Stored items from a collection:
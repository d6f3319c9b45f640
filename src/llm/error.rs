//! Errors raised at the model-invocation boundary

use std::fmt;
use std::time::Duration;
use thiserror::Error;

/// Failure of a single model call, classified by cause
#[derive(Debug, Clone, Error, PartialEq)]
#[error("{kind}: {message}")]
pub struct LlmError {
    pub kind: LlmErrorKind,
    pub message: String,
    /// Server-suggested wait before a new attempt. Reported, never acted on.
    pub retry_after: Option<Duration>,
}

impl LlmError {
    pub fn new(kind: LlmErrorKind, message: impl Into<String>) -> Self {
        Self {
            kind,
            message: message.into(),
            retry_after: None,
        }
    }

    #[must_use]
    pub fn with_retry_after(mut self, duration: Duration) -> Self {
        self.retry_after = Some(duration);
        self
    }

    pub fn network(message: impl Into<String>) -> Self {
        Self::new(LlmErrorKind::Network, message)
    }

    pub fn rate_limit(message: impl Into<String>) -> Self {
        Self::new(LlmErrorKind::RateLimit, message)
    }

    pub fn server_error(message: impl Into<String>) -> Self {
        Self::new(LlmErrorKind::ServerError, message)
    }

    pub fn auth(message: impl Into<String>) -> Self {
        Self::new(LlmErrorKind::Auth, message)
    }

    pub fn invalid_request(message: impl Into<String>) -> Self {
        Self::new(LlmErrorKind::InvalidRequest, message)
    }

    pub fn unknown(message: impl Into<String>) -> Self {
        Self::new(LlmErrorKind::Unknown, message)
    }

    /// Build an error from a non-success HTTP status and its body.
    ///
    /// A `retry_after` value (seconds) nested under `error` in a JSON body is
    /// captured for 429 responses.
    pub fn from_status(status: u16, body: &str) -> Self {
        match status {
            401 | 403 => Self::auth(format!("Authentication failed: {body}")),
            429 => {
                let err = Self::rate_limit(format!("Rate limited: {body}"));
                match parse_retry_after(body) {
                    Some(wait) => err.with_retry_after(wait),
                    None => err,
                }
            }
            400 => Self::invalid_request(format!("Invalid request: {body}")),
            500..=599 => Self::server_error(format!("Server error: {body}")),
            _ => Self::unknown(format!("HTTP {status}: {body}")),
        }
    }
}

fn parse_retry_after(body: &str) -> Option<Duration> {
    let parsed: serde_json::Value = serde_json::from_str(body).ok()?;
    let secs = parsed.get("error")?.get("retry_after")?.as_f64()?;
    Duration::try_from_secs_f64(secs).ok()
}

/// Error classification
#[derive(Debug, Clone, Copy, PartialEq, Eq)]
pub enum LlmErrorKind {
    /// Network issues, timeouts
    Network,
    /// Rate limited (429)
    RateLimit,
    /// Server error (5xx)
    ServerError,
    /// Authentication failed (401, 403) or no credential configured
    Auth,
    /// Bad request (400)
    InvalidRequest,
    /// Unknown error
    Unknown,
}

impl LlmErrorKind {
    /// Whether a later attempt could succeed. Sessions never retry on their own.
    pub fn is_retryable(self) -> bool {
        matches!(self, Self::Network | Self::RateLimit | Self::ServerError)
    }

    pub fn as_str(self) -> &'static str {
        match self {
            Self::Network => "network error",
            Self::RateLimit => "rate limited",
            Self::ServerError => "server error",
            Self::Auth => "authentication error",
            Self::InvalidRequest => "invalid request",
            Self::Unknown => "unknown error",
        }
    }
}

impl fmt::Display for LlmErrorKind {
    fn fmt(&self, f: &mut fmt::Formatter<'_>) -> fmt::Result {
        f.write_str(self.as_str())
    }
}

#[cfg(test)]
mod tests {
    use super::*;

    #[test]
    fn test_status_classification() {
        assert_eq!(LlmError::from_status(401, "").kind, LlmErrorKind::Auth);
        assert_eq!(LlmError::from_status(403, "").kind, LlmErrorKind::Auth);
        assert_eq!(LlmError::from_status(400, "").kind, LlmErrorKind::InvalidRequest);
        assert_eq!(LlmError::from_status(429, "").kind, LlmErrorKind::RateLimit);
        assert_eq!(LlmError::from_status(503, "").kind, LlmErrorKind::ServerError);
        assert_eq!(LlmError::from_status(418, "").kind, LlmErrorKind::Unknown);
    }

    #[test]
    fn test_rate_limit_retry_after() {
        let err = LlmError::from_status(429, r#"{"error":{"retry_after":2.5}}"#);
        assert_eq!(err.retry_after, Some(Duration::from_millis(2500)));

        let err = LlmError::from_status(429, "not json");
        assert_eq!(err.retry_after, None);
    }

    #[test]
    fn test_retryable_kinds() {
        assert!(LlmErrorKind::Network.is_retryable());
        assert!(LlmErrorKind::ServerError.is_retryable());
        assert!(!LlmErrorKind::Auth.is_retryable());
        assert!(!LlmErrorKind::InvalidRequest.is_retryable());
    }

    #[test]
    fn test_display_includes_kind_and_message() {
        let err = LlmError::network("connection reset");
        assert_eq!(err.to_string(), "network error: connection reset");
    }
}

▶ **Assignment**
Given the entries above, say how many lines include the word "Some", and write nothing besides the number.

▶ **Response to this exercise**
3